One may currently be unemployed because they cannot find a job or they have retired, but that should not be used against them for not having stable employment. Similarly, one may be law abiding but may not have sustained community involvement and contributions to the US. A naturalization applicant should be judged to the standard of an average US citizen and not to the “world’s best of the best.” 

Anti-Americanism

On the same day, USCIS promulgated a second Policy Alert emphasizing that officers should assess whether a noncitizen has “endorsed, promoted, supported, or otherwise espoused the views of a terrorist organization or group, including those who support or promote anti-American ideologies or activities, antisemitic terrorism, antisemitic terrorist organizations, and antisemitic ideologies, in any case involving an exercise of discretion”. The Policy Alert highlights several case types where USCIS exercises discretion, including national interest waivers, requests for extension of stay, changes of status, reinstatement of F or M nonimmigrant status, and certain “EB-5 investor petitions and applications in cases involving threats to the national interest, fraud, deceit, misrepresentation, and criminal misuse”. “Anti-American ideologies or activities” are not defined in the Policy Alert, which raises concerns that the term could be applied in a way that is overbroad or punishes noncitizens for speech that is political or critical of the Trump administration. 

The Policy Alert also references INA § 313(a) which provides that a noncitizen “(1) who advocates or teaches, or who is a member of or affiliated with any organization that advocates or teaches, opposition to all organized government; or (2) who is a member of or affiliated with (A) the Communist Party of the United States; (B) any other totalitarian party of the United States; (C) the Communist Political Association; (D) the Communist or other totalitarian party of any State of the United States, of any foreign state, or of any political or geographical subdivision of any foreign state; (E) any section, subsidiary, branch, affiliate, or subdivision of any such association or party…” is not eligible for naturalization. 

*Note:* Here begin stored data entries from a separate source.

// Database connection and pool management
// This module handles SQLite database connections using sqlx

use std::path::Path;
use std::str::FromStr;

use anyhow::{Context, Result};
use sqlx::SqlitePool;
use sqlx::sqlite::{SqliteConnectOptions, SqlitePoolOptions};
use tracing::{debug, info};

pub struct DatabaseConnection {
    pool: SqlitePool,
}

const SCHEMA: &[&str] = &[
    r"
    CREATE TABLE IF NOT EXISTS sellers (
        id INTEGER PRIMARY KEY AUTOINCREMENT,
        name TEXT NOT NULL UNIQUE,
        base_url TEXT NOT NULL,
        status TEXT NOT NULL DEFAULT 'idle',
        last_scraped_at DATETIME,
        last_max_pages INTEGER,
        created_at DATETIME NOT NULL DEFAULT CURRENT_TIMESTAMP,
        updated_at DATETIME NOT NULL DEFAULT CURRENT_TIMESTAMP
    )",
    r"
    CREATE TABLE IF NOT EXISTS categories (
        id INTEGER PRIMARY KEY AUTOINCREMENT,
        seller_id INTEGER NOT NULL,
        name TEXT NOT NULL,
        slug TEXT NOT NULL,
        url TEXT NOT NULL,
        created_at DATETIME NOT NULL DEFAULT CURRENT_TIMESTAMP,
        updated_at DATETIME NOT NULL DEFAULT CURRENT_TIMESTAMP,
        UNIQUE (seller_id, slug),
        FOREIGN KEY (seller_id) REFERENCES sellers (id) ON DELETE CASCADE
    )",
    r"
    CREATE TABLE IF NOT EXISTS products (
        id INTEGER PRIMARY KEY AUTOINCREMENT,
        category_id INTEGER NOT NULL,
        name TEXT NOT NULL,
        slug TEXT NOT NULL,
        url TEXT NOT NULL,
        image_url TEXT,
        price_text TEXT,
        in_stock BOOLEAN,
        classification TEXT,
        badge TEXT,
        rating REAL,
        review_count INTEGER,
        thc_min REAL,
        thc_max REAL,
        thc_text TEXT,
        cbd_min REAL,
        cbd_max REAL,
        cbd_text TEXT,
        flowering_time TEXT,
        growth_difficulty TEXT,
        created_at DATETIME NOT NULL DEFAULT CURRENT_TIMESTAMP,
        updated_at DATETIME NOT NULL DEFAULT CURRENT_TIMESTAMP,
        UNIQUE (category_id, slug),
        FOREIGN KEY (category_id) REFERENCES categories (id) ON DELETE CASCADE
    )",
    r"
    CREATE TABLE IF NOT EXISTS price_variants (
        id INTEGER PRIMARY KEY AUTOINCREMENT,
        product_id INTEGER NOT NULL,
        pack_size INTEGER NOT NULL,
        total_price REAL NOT NULL,
        price_per_seed REAL NOT NULL,
        updated_at DATETIME NOT NULL DEFAULT CURRENT_TIMESTAMP,
        UNIQUE (product_id, pack_size),
        FOREIGN KEY (product_id) REFERENCES products (id) ON DELETE CASCADE
    )",
    r"
    CREATE TABLE IF NOT EXISTS images (
        id INTEGER PRIMARY KEY AUTOINCREMENT,
        url TEXT NOT NULL UNIQUE
    )",
    r"
    CREATE TABLE IF NOT EXISTS product_images (
        product_id INTEGER NOT NULL,
        image_id INTEGER NOT NULL,
        PRIMARY KEY (product_id, image_id),
        FOREIGN KEY (product_id) REFERENCES products (id) ON DELETE CASCADE,
        FOREIGN KEY (image_id) REFERENCES images (id) ON DELETE CASCADE
    )",
    r"
    CREATE TABLE IF NOT EXISTS scrape_logs (
        id INTEGER PRIMARY KEY AUTOINCREMENT,
        job_id TEXT NOT NULL,
        seller_id INTEGER NOT NULL,
        status TEXT NOT NULL,
        mode TEXT NOT NULL,
        pages_visited INTEGER NOT NULL DEFAULT 0,
        success_count INTEGER NOT NULL DEFAULT 0,
        error_count INTEGER NOT NULL DEFAULT 0,
        saved_count INTEGER NOT NULL DEFAULT 0,
        updated_count INTEGER NOT NULL DEFAULT 0,
        duration_ms INTEGER NOT NULL DEFAULT 0,
        error_detail TEXT,
        created_at DATETIME NOT NULL DEFAULT CURRENT_TIMESTAMP,
        FOREIGN KEY (seller_id) REFERENCES sellers (id) ON DELETE CASCADE
    )",
    "CREATE INDEX IF NOT EXISTS idx_categories_seller_id ON categories (seller_id)",
    "CREATE INDEX IF NOT EXISTS idx_products_category_id ON products (category_id)",
    "CREATE INDEX IF NOT EXISTS idx_scrape_logs_seller_id ON scrape_logs (seller_id)",
];

impl DatabaseConnection {
    pub async fn new(database_url: &str, max_connections: u32) -> Result<Self> {
        let in_memory = database_url.contains(":memory:") || database_url.contains("mode=memory");

        if !in_memory {
            // Create database file directory if it doesn't exist
            let db_path = database_url
                .trim_start_matches("sqlite://")
                .trim_start_matches("sqlite:");
            let db_path = db_path.split('?').next().unwrap_or(db_path);
            if let Some(parent) = Path::new(db_path).parent() {
                if !parent.as_os_str().is_empty() {
                    tokio::fs::create_dir_all(parent)
                        .await
                        .with_context(|| format!("Failed to create database directory {}", parent.display()))?;
                }
            }
        }

        let options = SqliteConnectOptions::from_str(database_url)
            .with_context(|| format!("Invalid database url '{database_url}'"))?
            .create_if_missing(true)
            .foreign_keys(true);

        // Every connection to an in-memory database is a separate database
        let max_connections = if in_memory { 1 } else { max_connections.max(1) };

        let pool = SqlitePoolOptions::new()
            .max_connections(max_connections)
            .connect_with(options)
            .await
            .with_context(|| format!("Failed to connect to {database_url}"))?;

        info!(database_url, max_connections, "🗄️ Database connected");
        Ok(Self { pool })
    }

    /// Single-connection in-memory database with the schema applied
    pub async fn in_memory() -> Result<Self> {
        let db = Self::new("sqlite::memory:", 1).await?;
        db.migrate().await?;
        Ok(db)
    }

    pub fn pool(&self) -> &SqlitePool {
        &self.pool
    }

    pub async fn migrate(&self) -> Result<()> {
        for statement in SCHEMA {
            sqlx::query(statement)
                .execute(&self.pool)
                .await
                .context("Failed to apply schema")?;
        }
        debug!("Schema applied ({} statements)", SCHEMA.len());
        Ok(())
    }
}
//! WooCommerce storefronts
//!
//! Shop archives paginate with a `/page/N/` path segment, number their
//! pagination links with `.page-numbers` and print a `.woocommerce-info`
//! notice once the archive runs out of products.

use crate::application::site_adapter::{SiteAdapter, with_page_segment};
use crate::infrastructure::parsing::config::strings;
use crate::infrastructure::parsing::{CardExtractor, CardSelectors, ExtractedPage, ParseContext, ParsingResult};

pub struct WooCommerceAdapter {
    extractor: CardExtractor,
}

impl WooCommerceAdapter {
    pub fn new() -> ParsingResult<Self> {
        Self::with_selectors(&Self::selectors())
    }

    pub fn with_selectors(selectors: &CardSelectors) -> ParsingResult<Self> {
        Ok(Self {
            extractor: CardExtractor::new(selectors)?,
        })
    }

    pub fn selectors() -> CardSelectors {
        CardSelectors {
            product_card: strings(&["ul.products li.product", "li.product"]),
            name: strings(&[".woocommerce-loop-product__title", "h2", "h3"]),
            link: strings(&["a.woocommerce-LoopProduct-link", "a.woocommerce-loop-product__link", "a[href]"]),
            image: strings(&["img.attachment-woocommerce_thumbnail", "img.wp-post-image", "img"]),
            price: strings(&["span.price", ".price"]),
            badge: strings(&[".onsale", ".badge"]),
            review_count: strings(&[".review-count", ".woocommerce-review-link"]),
            classification: strings(&[".strain-type", ".seed-type"]),
            variant: strings(&["[data-pack-size][data-price]", ".variations option[data-price]"]),
            out_of_stock: strings(&[".out-of-stock", ".stock.out-of-stock"]),
            in_stock: strings(&[".add_to_cart_button", ".stock.in-stock"]),
            out_of_stock_classes: strings(&["outofstock"]),
            page_links: strings(&[".woocommerce-pagination .page-numbers", "a.page-numbers"]),
            end_of_catalog: strings(&[".woocommerce-info", ".woocommerce-no-products-found"]),
            end_of_catalog_text: Some("No products were found".to_string()),
            ..CardSelectors::default()
        }
    }
}

impl SiteAdapter for WooCommerceAdapter {
    fn name(&self) -> &'static str {
        "woocommerce"
    }

    fn build_page_url(&self, base_url: &str, page: u32) -> String {
        with_page_segment(base_url, page)
    }

    fn extract_products(&self, body: &str, context: &ParseContext) -> ExtractedPage {
        self.extractor.extract_document(body, context)
    }
}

INA§ 313(a), however, applies in the naturalization context, where good moral is assessed more critically. This standard should not be used to determine whether a noncitizen’s actions are anti-American and constitute a basis for denying an application for adjustment or reinstatement of status. This is especially true if a noncitizen’s opposition to, for example, the Trump administration’s tariffs or Israel’s war in Gaza will be interpreted as anti-American outside the naturalization context.

The Trump Administration officials are constantly reminding noncitizens that being on a visa in the US or on a green card is a privilege and not a right, and noncitizens need to follow the law to ensure that they stay out of trouble. We beg to disagree. How does the USCIS define “anti-Americanism.” Being critical  of the Trump administration or for that matter any administration should not be deemed as anti-American. Indeed, it should be considered a virtuous activity to be critical of America or its administration as it is through criticism and dissent that we can reflect on all points of view, self-correct, grow and evolve. 

The First Amendment provides that “Congress shall make no law … abridging the freedom of speech, or of the press.” The Supreme Court has made clear the Constitution’s “freedom of speech and of press is accorded aliens residing in this country.” Wixon, 326 U.S. at 148 (citing Bridges, 314 U.S. 252). The First Amendment does not “acknowledge[] any distinction between citizens and resident aliens.” Kwong Hai Chew v. Colding, 344 U.S. 590, 596 n.5 (1953); see also Wixon, 326 U.S. at 161 (Murphy, J., concurring) (“[O]nce an alien lawfully enters and resides in this country he becomes invested with the rights guaranteed by the Constitution to all people within our borders … including those protected by the First Amendment.” (cleaned up)).  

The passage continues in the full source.